Bonjour mon petit moi
Aujourd’hui, tu as 43 ans. Bientôt 44. Et il est temps de te dire ce que j’ai sur le cœur.
Tu as vécu de nombreuses souffrances. Tu as commencé ta vie en étant séparée de tes parents. Tu as connu la peur, l’effroi dès ce soir-là où ils t’ont emportée. Loin de ta maison. Loin de ta famille.
Depuis ce jour-là, tu ne t’es jamais sentie en sécurité.
On t’a volé ton enfance. Par la maltraitance de toute sorte. Tu aurais voulu avoir une vie similaire à celle des autres petits enfants qui n’avaient que pour soucis le jeu, la nourriture, les amis, etc. Toi, tu devais déjà te battre pour avoir tout cela. Rien n’a été facile.
Tu aurais voulu être protégée. Tu aurais voulu qu’on te prenne dans les bras, qu’on te dise que tout allait s’arranger. Qu’on te réconforte.
Oui, tu pleurais souvent. Des cris de désespoir d’un enfant qui aurait voulu être prise en compte, qui aurait voulu exister en tant qu’enfant et être humain, non en tant qu’une chose que l’on pouvait utiliser pour se faciliter le quotidien. Tu aurais voulu que l’on te montre de la tendresse, de l’affection. Tu aurais voulu que l’on t’aime.
Sache que tu as été aimée. Par tes parents, même s’ils ne l’ont pas montré comme tu aurais voulu. Par ta sœur. Même par ta mère malade. Elle n’a pas que fait se projeter en toi. Elle n’a pas que fait projeter ses souffrances et ses expériences malheureuses de son enfance. Tu n’as pas été qu’un réceptacle de douleurs diverses et immenses.

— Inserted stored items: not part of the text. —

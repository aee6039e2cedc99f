//! Token definitions.
//!
//! [`TokenKind`] is the closed set of token classes the lexer produces, and
//! [`Token`] is one located, classified occurrence of a kind. Reserved words
//! occupy the first, contiguous range of discriminants so that
//! [`TokenKind::is_keyword`] is a single comparison.

use indc_util::{Span, Symbol};
use serde::{Serialize, Serializer};
use std::fmt;

/// Token kind.
#[derive(Clone, Copy, Debug, PartialEq, Eq, Hash, PartialOrd, Ord)]
#[repr(u8)]
pub enum TokenKind {
    // ==================== RESERVED WORDS ====================
    /// `fn`
    Fn,
    /// `var`
    Var,
    /// `import`
    Import,
    /// `i8`
    I8,
    /// `i16`
    I16,
    /// `i32`
    I32,
    /// `i64`
    I64,
    /// `u8`
    U8,
    /// `u16`
    U16,
    /// `u32`
    U32,
    /// `u64`
    U64,

    // ==================== LITERALS ====================
    /// Identifier (`main`, `x_1`)
    Identifier,
    /// Decimal integer literal (`42`)
    Integer,
    /// String literal (`"hi\n"`)
    String,

    // ==================== PUNCTUATION ====================
    /// `(`
    LParen,
    /// `)`
    RParen,
    /// `{`, also synthesized on indent
    LBrace,
    /// `}`, also synthesized on dedent
    RBrace,
    /// `[`
    LBracket,
    /// `]`
    RBracket,
    /// `:`
    Colon,
    /// `,`
    Comma,
    /// `;`, also synthesized at end of line
    Semicolon,
    /// `=`
    Eq,
    /// `*`
    Star,
    /// `+`
    Plus,
    /// `-`
    Minus,
    /// `->`
    Arrow,
    /// `.`
    Dot,
    /// `...`
    Ellipsis,

    // ==================== CONTROL ====================
    /// A space character; consumed, never emitted
    Space,
    /// A newline; consumed, never emitted
    Eol,
    /// End of input
    Eof,
    /// A byte that starts no token
    Error,
}

/// Reserved words in declaration order, with their canonical spelling.
///
/// The order matches the discriminant order of [`TokenKind`].
pub const KEYWORDS: [(&str, TokenKind); 11] = [
    ("fn", TokenKind::Fn),
    ("var", TokenKind::Var),
    ("import", TokenKind::Import),
    ("i8", TokenKind::I8),
    ("i16", TokenKind::I16),
    ("i32", TokenKind::I32),
    ("i64", TokenKind::I64),
    ("u8", TokenKind::U8),
    ("u16", TokenKind::U16),
    ("u32", TokenKind::U32),
    ("u64", TokenKind::U64),
];

impl TokenKind {
    /// First reserved word
    pub const FIRST_KEYWORD: TokenKind = TokenKind::Fn;

    /// Last reserved word
    pub const LAST_KEYWORD: TokenKind = TokenKind::U64;

    /// Returns true for reserved words.
    ///
    /// # Examples
    ///
    /// ```
    /// use indc_lex::TokenKind;
    ///
    /// assert!(TokenKind::Fn.is_keyword());
    /// assert!(TokenKind::U64.is_keyword());
    /// assert!(!TokenKind::Identifier.is_keyword());
    /// ```
    #[inline]
    pub const fn is_keyword(self) -> bool {
        (self as u8) >= (Self::FIRST_KEYWORD as u8) && (self as u8) <= (Self::LAST_KEYWORD as u8)
    }

    /// Returns true for kinds after which a newline terminates a statement.
    #[inline]
    pub const fn ends_statement(self) -> bool {
        matches!(
            self,
            TokenKind::RParen | TokenKind::Identifier | TokenKind::Integer
        )
    }

    /// The name used in token traces.
    ///
    /// Reserved words and punctuation print their source spelling; the
    /// other kinds print a lowercase word.
    pub const fn name(self) -> &'static str {
        match self {
            TokenKind::Fn => "fn",
            TokenKind::Var => "var",
            TokenKind::Import => "import",
            TokenKind::I8 => "i8",
            TokenKind::I16 => "i16",
            TokenKind::I32 => "i32",
            TokenKind::I64 => "i64",
            TokenKind::U8 => "u8",
            TokenKind::U16 => "u16",
            TokenKind::U32 => "u32",
            TokenKind::U64 => "u64",
            TokenKind::Identifier => "identifier",
            TokenKind::Integer => "integer",
            TokenKind::String => "string",
            TokenKind::LParen => "(",
            TokenKind::RParen => ")",
            TokenKind::LBrace => "{",
            TokenKind::RBrace => "}",
            TokenKind::LBracket => "[",
            TokenKind::RBracket => "]",
            TokenKind::Colon => ":",
            TokenKind::Comma => ",",
            TokenKind::Semicolon => ";",
            TokenKind::Eq => "=",
            TokenKind::Star => "*",
            TokenKind::Plus => "+",
            TokenKind::Minus => "-",
            TokenKind::Arrow => "->",
            TokenKind::Dot => ".",
            TokenKind::Ellipsis => "...",
            TokenKind::Space => "space",
            TokenKind::Eol => "eol",
            TokenKind::Eof => "eof",
            TokenKind::Error => "error",
        }
    }
}

impl fmt::Display for TokenKind {
    fn fmt(&self, f: &mut fmt::Formatter<'_>) -> fmt::Result {
        f.write_str(self.name())
    }
}

impl Serialize for TokenKind {
    fn serialize<S: Serializer>(&self, serializer: S) -> Result<S::Ok, S::Error> {
        serializer.serialize_str(self.name())
    }
}

/// A classified, located token.
///
/// `symbol` is the interned text for reserved words, identifiers, integer
/// and string literals (the string payload is the unescaped content), and
/// `None` for everything else. Synthesized braces have an empty span; a
/// synthesized semicolon spans the newlines it stands for.
#[derive(Clone, Copy, Debug, PartialEq, Eq)]
pub struct Token {
    /// Token kind
    pub kind: TokenKind,
    /// Byte range and line
    pub span: Span,
    /// Interned payload
    pub symbol: Option<Symbol>,
}

impl Token {
    /// Create a new token
    #[inline]
    pub const fn new(kind: TokenKind, span: Span, symbol: Option<Symbol>) -> Self {
        Self { kind, span, symbol }
    }

    /// Start byte offset
    #[inline]
    pub const fn start(&self) -> usize {
        self.span.start
    }

    /// End byte offset (exclusive)
    #[inline]
    pub const fn end(&self) -> usize {
        self.span.end
    }

    /// Line the token starts on (1-based)
    #[inline]
    pub const fn line(&self) -> u32 {
        self.span.line
    }

    /// Returns true for the end-of-input token
    #[inline]
    pub fn is_eof(&self) -> bool {
        self.kind == TokenKind::Eof
    }
}

#[cfg(test)]
mod tests {
    use super::*;

    #[test]
    fn test_keyword_range_matches_table() {
        for (spelling, kind) in KEYWORDS {
            assert!(kind.is_keyword(), "{spelling} should be a keyword");
            assert_eq!(kind.name(), spelling);
        }
        assert_eq!(KEYWORDS[0].1, TokenKind::FIRST_KEYWORD);
        assert_eq!(KEYWORDS[KEYWORDS.len() - 1].1, TokenKind::LAST_KEYWORD);
    }

    #[test]
    fn test_keyword_table_is_in_discriminant_order() {
        for (index, (_, kind)) in KEYWORDS.iter().enumerate() {
            assert_eq!(*kind as u8 as usize, index);
        }
    }

    #[test]
    fn test_non_keywords() {
        for kind in [
            TokenKind::Identifier,
            TokenKind::Integer,
            TokenKind::String,
            TokenKind::LParen,
            TokenKind::Eof,
            TokenKind::Error,
        ] {
            assert!(!kind.is_keyword());
        }
    }

    #[test]
    fn test_ends_statement() {
        assert!(TokenKind::RParen.ends_statement());
        assert!(TokenKind::Identifier.ends_statement());
        assert!(TokenKind::Integer.ends_statement());
        assert!(!TokenKind::String.ends_statement());
        assert!(!TokenKind::Colon.ends_statement());
        assert!(!TokenKind::Fn.ends_statement());
        assert!(!TokenKind::RBrace.ends_statement());
    }

    #[test]
    fn test_display_uses_trace_name() {
        assert_eq!(TokenKind::Arrow.to_string(), "->");
        assert_eq!(TokenKind::Identifier.to_string(), "identifier");
    }

    #[test]
    fn test_kind_serializes_as_name() {
        let json = serde_json::to_string(&TokenKind::Ellipsis).unwrap();
        assert_eq!(json, "\"...\"");
    }
}
//! indc-drv - Driver for the indc front end
//!
//! Parses the command line, resolves the configuration, installs logging
//! and lexes each source file in order, printing its token trace to stdout
//! and any diagnostic to stderr.

pub mod config;
pub mod error;
pub mod session;

use std::io::{self, IsTerminal};
use std::path::PathBuf;
use std::process::ExitCode;

use anyhow::{anyhow, Context};
use clap::builder::FalseyValueParser;
use clap::Parser;
use indc_lex::TraceFormat;
use indc_util::ColorConfig;
use tracing::debug;
use tracing_subscriber::{fmt, prelude::*, EnvFilter};

pub use config::{ColorChoice, Config, CONFIG_FILE_NAME};
pub use error::{DriverError, Result};
pub use session::Session;

/// The single line printed by `-h`.
pub const USAGE: &str = "usage: indc [-h] [-V] [-v] [--no-color] [--color WHEN] [--format FORMAT] [--keep-going] [-c FILE] [FILE...]";

/// indc - lex indentation-structured source files
#[derive(Parser, Debug, Default)]
#[command(name = "indc")]
#[command(disable_help_flag = true, disable_version_flag = true)]
pub struct Cli {
    /// Print the usage line and exit
    #[arg(short = 'h', long = "help")]
    pub help: bool,

    /// Print the version and exit
    #[arg(short = 'V', long = "version")]
    pub version: bool,

    /// Enable verbose output
    #[arg(short, long, env = "INDC_VERBOSE", value_parser = FalseyValueParser::new())]
    pub verbose: bool,

    /// Disable color output
    #[arg(long, env = "INDC_NO_COLOR", value_parser = FalseyValueParser::new())]
    pub no_color: bool,

    /// When to color diagnostics
    #[arg(long, value_enum, value_name = "WHEN")]
    pub color: Option<ColorChoice>,

    /// Token trace format (text or json)
    #[arg(long, value_name = "FORMAT")]
    pub format: Option<TraceFormat>,

    /// Continue with the next file after a failure
    #[arg(long)]
    pub keep_going: bool,

    /// Path to configuration file
    #[arg(short, long, env = "INDC_CONFIG", value_name = "FILE")]
    pub config: Option<PathBuf>,

    /// Source files to lex
    #[arg(value_name = "FILE")]
    pub files: Vec<PathBuf>,
}

impl Cli {
    /// Apply command-line overrides on top of a file configuration.
    pub fn apply(&self, mut config: Config) -> Config {
        if let Some(color) = self.color {
            config.color = color;
        }
        if self.no_color {
            config.color = ColorChoice::Never;
        }
        if let Some(format) = self.format {
            config.format = format;
        }
        config.keep_going |= self.keep_going;
        config.verbose |= self.verbose;
        config
    }
}

/// Install the stderr log subscriber.
///
/// `RUST_LOG` wins when set; otherwise the level is `warn`, or `debug` when
/// verbose. Log lines carry ANSI colors only when `ansi` is set.
pub fn init_logging(verbose: bool, ansi: bool) -> anyhow::Result<()> {
    let default = if verbose { "debug" } else { "warn" };
    let filter = EnvFilter::try_from_default_env().unwrap_or_else(|_| EnvFilter::new(default));

    let layer = fmt::layer()
        .with_writer(io::stderr)
        .with_ansi(ansi)
        .with_target(false);

    tracing_subscriber::registry()
        .with(filter)
        .with(layer)
        .try_init()
        .map_err(|e| anyhow!("failed to initialize logging: {}", e))
}

/// Returns true if output written to stderr should be colored.
pub fn stderr_color(choice: ColorChoice, is_tty: bool) -> bool {
    ColorConfig::from(choice).use_color(is_tty)
}

/// Resolve the effective configuration for a command line.
///
/// Without `-c`, an `indc.toml` in the working directory is used when
/// present.
pub fn resolve_config(cli: &Cli) -> anyhow::Result<Config> {
    let base = match &cli.config {
        Some(path) => Config::load(path)
            .with_context(|| format!("failed to load configuration from '{}'", path.display()))?,
        None => {
            let dir = std::env::current_dir().context("failed to read the working directory")?;
            Config::discover(&dir)
                .with_context(|| format!("failed to load configuration from '{}'", dir.join(CONFIG_FILE_NAME).display()))?
                .unwrap_or_default()
        },
    };
    Ok(cli.apply(base))
}

/// Run the driver for a parsed command line.
pub fn run(cli: Cli) -> anyhow::Result<ExitCode> {
    if cli.help {
        println!("{USAGE}");
        return Ok(ExitCode::SUCCESS);
    }
    if cli.version {
        println!("indc {}", env!("CARGO_PKG_VERSION"));
        return Ok(ExitCode::SUCCESS);
    }

    let config = resolve_config(&cli)?;
    init_logging(config.verbose, stderr_color(config.color, io::stderr().is_terminal()))?;
    debug!(?config, files = cli.files.len(), "starting");

    let mut session = Session::new(config);
    let stdout = io::stdout();
    let stderr = io::stderr();
    let ok = session.run(&cli.files, &mut stdout.lock(), &mut stderr.lock())?;

    debug!(failures = session.failure_count(), "finished");
    Ok(if ok { ExitCode::SUCCESS } else { ExitCode::FAILURE })
}
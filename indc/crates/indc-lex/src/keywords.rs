//! Reserved-word handles.
//!
//! Every reserved word is interned once when a lexer is created. Scanning an
//! identifier then needs only a handle comparison to decide whether it is a
//! reserved word.

use crate::token::{TokenKind, KEYWORDS};
use indc_util::{StringTable, Symbol};

/// Interned handles for all reserved words of one string table.
#[derive(Clone, Debug)]
pub struct KeywordTable {
    entries: [(Symbol, TokenKind); KEYWORDS.len()],
}

impl KeywordTable {
    /// Intern every reserved word into `strings`.
    pub fn new(strings: &mut StringTable) -> Self {
        let entries = KEYWORDS.map(|(spelling, kind)| (strings.intern_str(spelling), kind));
        Self { entries }
    }

    /// The reserved word `symbol` names, if any.
    #[inline]
    pub fn lookup(&self, symbol: Symbol) -> Option<TokenKind> {
        self.entries
            .iter()
            .find(|(keyword, _)| *keyword == symbol)
            .map(|&(_, kind)| kind)
    }

    /// The cached handle for a reserved-word kind.
    pub fn symbol(&self, kind: TokenKind) -> Option<Symbol> {
        self.entries
            .iter()
            .find(|(_, keyword)| *keyword == kind)
            .map(|&(symbol, _)| symbol)
    }
}
//! Identifier and reserved-word lexing.

use crate::classify::is_ident_continue;
use crate::error::LexResult;
use crate::token::{Token, TokenKind};
use crate::Lexer;

impl<'a> Lexer<'a> {
    /// Lexes an identifier or reserved word.
    ///
    /// Identifiers start with an ASCII letter or underscore, followed by
    /// ASCII letters, digits or underscores. The text is interned and the
    /// handle compared against the cached reserved-word handles.
    pub(crate) fn lex_identifier(&mut self) -> LexResult<Token> {
        self.cursor.eat_while(is_ident_continue);

        let text = self.cursor.slice_from(self.token_start);
        let symbol = self.intern(text)?;
        let kind = self
            .keywords
            .lookup(symbol)
            .unwrap_or(TokenKind::Identifier);

        Ok(self.finish_token(kind, Some(symbol)))
    }
}
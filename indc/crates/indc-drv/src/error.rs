//! Error handling for the indc driver.
//!
//! Lexical failures are rendered as diagnostics before they become a
//! [`DriverError::Lex`]; every other variant is printed as its message.

use std::io;
use std::path::PathBuf;

use indc_lex::LexError;
use thiserror::Error;

/// Errors that end the processing of one file or of the whole run.
#[derive(Error, Debug)]
pub enum DriverError {
    /// A source file could not be read.
    #[error("unable to open '{}': {source}", path.display())]
    Io {
        path: PathBuf,
        #[source]
        source: io::Error,
    },

    /// A source file failed to lex; its diagnostic has been emitted.
    #[error("lexing '{}' failed", path.display())]
    Lex {
        path: PathBuf,
        #[source]
        source: LexError,
    },

    /// The configuration file is unreadable or malformed.
    #[error("invalid configuration '{}': {message}", path.display())]
    Config { path: PathBuf, message: String },

    /// Writing the trace or a diagnostic failed.
    #[error("failed to write output: {0}")]
    Output(#[from] io::Error),
}

impl DriverError {
    /// Returns true if the error's report has already been written.
    pub fn is_reported(&self) -> bool {
        matches!(self, DriverError::Lex { .. })
    }
}

/// Result type alias using DriverError.
pub type Result<T> = std::result::Result<T, DriverError>;
//! Indentation tracking.
//!
//! Blocks are written with indentation instead of braces. At the start of
//! every line the leading spaces are measured; each change of level by one
//! step synthesizes one `{` or `}`, one per call to `advance`. A newline
//! after a token that can end a statement synthesizes a `;`.
//!
//! ```text
//! fn main ( ) -> int :        fn main ( ) -> int :
//!     return 0           =>   { return 0 ;
//!                             }
//! ```

use indc_util::Span;

use super::Lexer;
use crate::token::{Token, TokenKind};

/// Spaces per indentation level.
///
/// Leading spaces are divided by this width and the remainder is dropped,
/// so six spaces is level one.
pub const INDENT_WIDTH: usize = 4;

impl<'a> Lexer<'a> {
    /// Returns a synthesized brace while the emitted level lags the line's level.
    ///
    /// Measures the indentation first when the cursor is at a line start.
    pub(crate) fn pending_brace(&mut self) -> Option<Token> {
        let indent = match self.indent {
            Some(indent) => indent,
            None => {
                let indent = self.measure_indent();
                self.indent = Some(indent);
                indent
            },
        };

        let kind = if self.prev_indent < indent {
            self.prev_indent += 1;
            TokenKind::LBrace
        } else if indent < self.prev_indent {
            self.prev_indent -= 1;
            TokenKind::RBrace
        } else {
            return None;
        };

        let span = Span::point(self.cursor.position(), self.cursor.line());
        Some(Token::new(kind, span, None))
    }

    /// Consumes the leading spaces of a line and returns its level.
    fn measure_indent(&mut self) -> usize {
        self.cursor.eat_while(|byte| byte == b' ') / INDENT_WIDTH
    }

    /// Consumes a run of newlines.
    ///
    /// Returns a `;` spanning the run when the last token can end a
    /// statement. The `;` belongs to the line it terminates.
    pub(crate) fn lex_line_end(&mut self) -> Option<Token> {
        self.cursor.eat_while(|byte| byte == b'\n');
        self.indent = None;
        self.statement_end()
    }

    /// Treats the end of input as a final line end.
    ///
    /// Forces the level to zero so every open block is closed before `Eof`.
    pub(crate) fn close_input(&mut self) -> Option<Token> {
        self.input_closed = true;
        self.indent = Some(0);
        self.statement_end()
    }

    fn statement_end(&self) -> Option<Token> {
        self.last_kind
            .filter(|kind| kind.ends_statement())
            .map(|_| self.finish_token(TokenKind::Semicolon, None))
    }
}
//! Symbol module - String interning for identifiers and literals.
//!
//! This module provides the [`Symbol`] type, a compact (4-byte) handle to an
//! entry of a [`StringTable`]. Each translation unit owns one table; the
//! lexer interns every identifier, keyword, integer and string literal span
//! into it and hands out symbols, so two spans with the same bytes always
//! compare equal as symbols.
//!
//! # Memory Model
//!
//! ```text
//! arena:   f n \0 v a r \0 m a i n \0 ...
//!          ^      ^       ^
//! offsets: 0      3       7
//! ```
//!
//! A symbol is the arena offset of its first byte. The table never removes
//! or moves entries, so a symbol stays valid for the life of its table.
//!
//! # Examples
//!
//! ```
//! use indc_util::symbol::StringTable;
//!
//! let mut table = StringTable::new();
//! let s1 = table.intern_str("hello");
//! let s2 = table.intern_str("hello");
//! let s3 = table.intern_str("world");
//!
//! assert_eq!(s1, s2);
//! assert_ne!(s1, s3);
//! assert_eq!(table.resolve_lossy(s3).unwrap(), "world");
//! ```

mod interner;

pub use interner::{StringTable, ARENA_BLOCK, INDEX_BLOCK};

use std::fmt;

/// Statistics about a string table for profiling
#[derive(Clone, Copy, Debug, Default, PartialEq, Eq)]
pub struct InternerStats {
    /// Number of distinct entries
    pub count: usize,
    /// Arena bytes in use, terminators included
    pub arena_bytes: usize,
    /// Arena bytes allocated
    pub arena_capacity: usize,
    /// Number of times an existing entry was returned
    pub hits: usize,
    /// Number of times a new entry was appended
    pub misses: usize,
}

impl InternerStats {
    /// Fraction of intern calls answered by an existing entry
    ///
    /// # Examples
    ///
    /// ```
    /// use indc_util::symbol::InternerStats;
    ///
    /// let stats = InternerStats { hits: 3, misses: 1, ..Default::default() };
    /// assert_eq!(stats.hit_rate(), 0.75);
    /// ```
    pub fn hit_rate(&self) -> f64 {
        let total = self.total_operations();
        if total == 0 {
            0.0
        } else {
            self.hits as f64 / total as f64
        }
    }

    /// Total number of intern calls
    pub fn total_operations(&self) -> usize {
        self.hits + self.misses
    }
}

impl fmt::Display for InternerStats {
    fn fmt(&self, f: &mut fmt::Formatter<'_>) -> fmt::Result {
        write!(
            f,
            "{} entries, {} arena bytes ({} allocated), {} hits, {} misses",
            self.count, self.arena_bytes, self.arena_capacity, self.hits, self.misses
        )
    }
}

/// Symbol - a handle into a [`StringTable`]
///
/// The wrapped value is the arena offset of the entry. A symbol is only
/// meaningful for the table that produced it.
#[derive(Clone, Copy, PartialEq, Eq, PartialOrd, Ord, Hash)]
pub struct Symbol(pub(crate) u32);

impl Symbol {
    /// Build a symbol from a raw arena offset
    ///
    /// Resolving it fails unless the offset starts an entry.
    #[inline]
    pub const fn from_u32(offset: u32) -> Self {
        Self(offset)
    }

    /// The raw arena offset
    #[inline]
    pub const fn as_u32(self) -> u32 {
        self.0
    }
}

impl fmt::Debug for Symbol {
    fn fmt(&self, f: &mut fmt::Formatter<'_>) -> fmt::Result {
        write!(f, "Symbol({})", self.0)
    }
}
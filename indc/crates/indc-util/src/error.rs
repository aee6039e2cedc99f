//! Core error types for indc-util crate
//!
//! This module defines error types used throughout the util crate.

use thiserror::Error;

/// Error type for symbol table operations
#[derive(Debug, Error, Clone, PartialEq, Eq)]
pub enum SymbolError {
    /// The handle does not address the start of an entry in this table
    #[error("Symbol not found: offset {offset}")]
    NotFound { offset: u32 },

    /// The arena outgrew the 32-bit handle space
    #[error("String table overflow: arena would exceed {limit} bytes")]
    Overflow { limit: u64 },
}

/// Error type for diagnostic rendering
#[derive(Debug, Error, Clone, PartialEq, Eq)]
pub enum DiagnosticError {
    /// Invalid span range
    #[error("Invalid span: start {start} > end {end}")]
    InvalidSpan { start: usize, end: usize },

    /// Span out of bounds for the source being rendered
    #[error("Span out of bounds: source has {source_len} bytes, span is {span_start}..{span_end}")]
    SpanOutOfBounds {
        source_len: usize,
        span_start: usize,
        span_end: usize,
    },
}

/// Result type alias for symbol operations
pub type SymbolResult<T> = std::result::Result<T, SymbolError>;

/// Result type alias for diagnostic operations
pub type DiagnosticResult<T> = std::result::Result<T, DiagnosticError>;

#[cfg(test)]
mod tests {
    use super::*;

    #[test]
    fn test_symbol_error_display() {
        let err = SymbolError::NotFound { offset: 7 };
        assert_eq!(err.to_string(), "Symbol not found: offset 7");
    }

    #[test]
    fn test_span_out_of_bounds_display() {
        let err = DiagnosticError::SpanOutOfBounds {
            source_len: 3,
            span_start: 4,
            span_end: 9,
        };
        assert_eq!(
            err.to_string(),
            "Span out of bounds: source has 3 bytes, span is 4..9"
        );
    }
}
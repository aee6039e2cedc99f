//! Diagnostic codes for categorizing lexer errors.
//!
//! # Examples
//!
//! ```
//! use indc_util::diagnostic::DiagnosticCode;
//!
//! let code = DiagnosticCode::E_LEXER_UNTERMINATED_STRING;
//! assert_eq!(code.prefix(), "E");
//! assert_eq!(code.number(), 2);
//! assert_eq!(code.as_str(), "E0002");
//! ```

/// A unique code identifying a diagnostic message
///
/// Diagnostic codes follow the format `{prefix}{number}` where `prefix` is
/// "E" for errors or "W" for warnings and `number` is zero-padded to four
/// digits.
#[derive(Clone, Copy, PartialEq, Eq, Hash)]
pub struct DiagnosticCode {
    /// The prefix (e.g., "E" for error, "W" for warning)
    pub prefix: &'static str,
    /// The numeric identifier
    pub number: u32,
}

impl DiagnosticCode {
    /// Create a new diagnostic code
    #[inline]
    pub const fn new(prefix: &'static str, number: u32) -> Self {
        Self { prefix, number }
    }

    /// Get the prefix (e.g., "E" for error, "W" for warning)
    #[inline]
    pub const fn prefix(&self) -> &'static str {
        self.prefix
    }

    /// Get the numeric identifier
    #[inline]
    pub const fn number(&self) -> u32 {
        self.number
    }

    /// Get the full code as a string
    pub fn as_str(&self) -> String {
        format!("{}{:04}", self.prefix, self.number)
    }

    // =========================================================================
    // LEXER ERROR CODES (E0001-E0099)
    // =========================================================================

    /// A byte that starts no token
    pub const E_LEXER_UNEXPECTED_CHAR: Self = Self::new("E", 1);

    /// End of input inside a string literal
    pub const E_LEXER_UNTERMINATED_STRING: Self = Self::new("E", 2);

    /// Backslash followed by something other than `" n t r 0`
    pub const E_LEXER_INVALID_ESCAPE: Self = Self::new("E", 3);
}

impl std::fmt::Debug for DiagnosticCode {
    fn fmt(&self, f: &mut std::fmt::Formatter<'_>) -> std::fmt::Result {
        write!(f, "DiagnosticCode({})", self.as_str())
    }
}

impl std::fmt::Display for DiagnosticCode {
    fn fmt(&self, f: &mut std::fmt::Formatter<'_>) -> std::fmt::Result {
        write!(f, "{}", self.as_str())
    }
}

Toi, tu n’as été capable de ressentir que cela mais c’est normal. Tu étais si petite, fragile, absorbant tous ces ressentis, s’y noyant.
Tu as ressenti le vide, le néant, le profond désespoir. Personne n’est jamais venu te sauver.
Aujourd’hui encore, je les entends tes souffrances, je les sens, je les ressens…
J’ai longtemps essayé de te faire taire. De t’ignorer. Mais tu as toujours fait partie de moi.

Maintenant, je voudrais essayer de t’apaiser. Pour vivre en paix, ensemble. Tu feras toujours partie de moi mais nous allons avancer main dans la main, en toute sérénité. Car je suis désormais l’adulte qui peut prendre soin de toi, et t’aimer comme tu aurais dû être aimée dès le début. Je veux t’envelopper de tout l’amour dont je suis capable, de toute la tendresse, de toute ma compassion. Nous allons avancer toutes les deux, avec tes souffrances et avec mes joies, mes petits bonheurs quotidiens. Ensemble, nous allons trouver la paix, ma chère petite Christelle. Nous allons nous libérer de ce poids, ensemble.

Je ferme les yeux, et je te vois, petite, joufflue, le regard triste. J’arrive vers toi, lentement, pour ressentir tes souffrances, pour qu’elles viennent en moi, pour te les enlever, pour les partager. Je les laisse entrer en moi, je pleure intensément et par chacune de ces larmes, par chacune de nos larmes, la souffrance peu à peu s’allège et devient comme une plume qui vole au vent. Elle monte, virevolte, légère, tendre. Nous la regardons toutes les deux s’envoler au loin, main dans la main. Jusqu’à ne plus la voir. Puis nous nous regardons, dans les yeux, intensément, chaleureusement. Nous nous sourions, nous nous accueillons. Nous nous serrons fort dans nos bras, si fort, jusqu’à ne plus faire qu’une.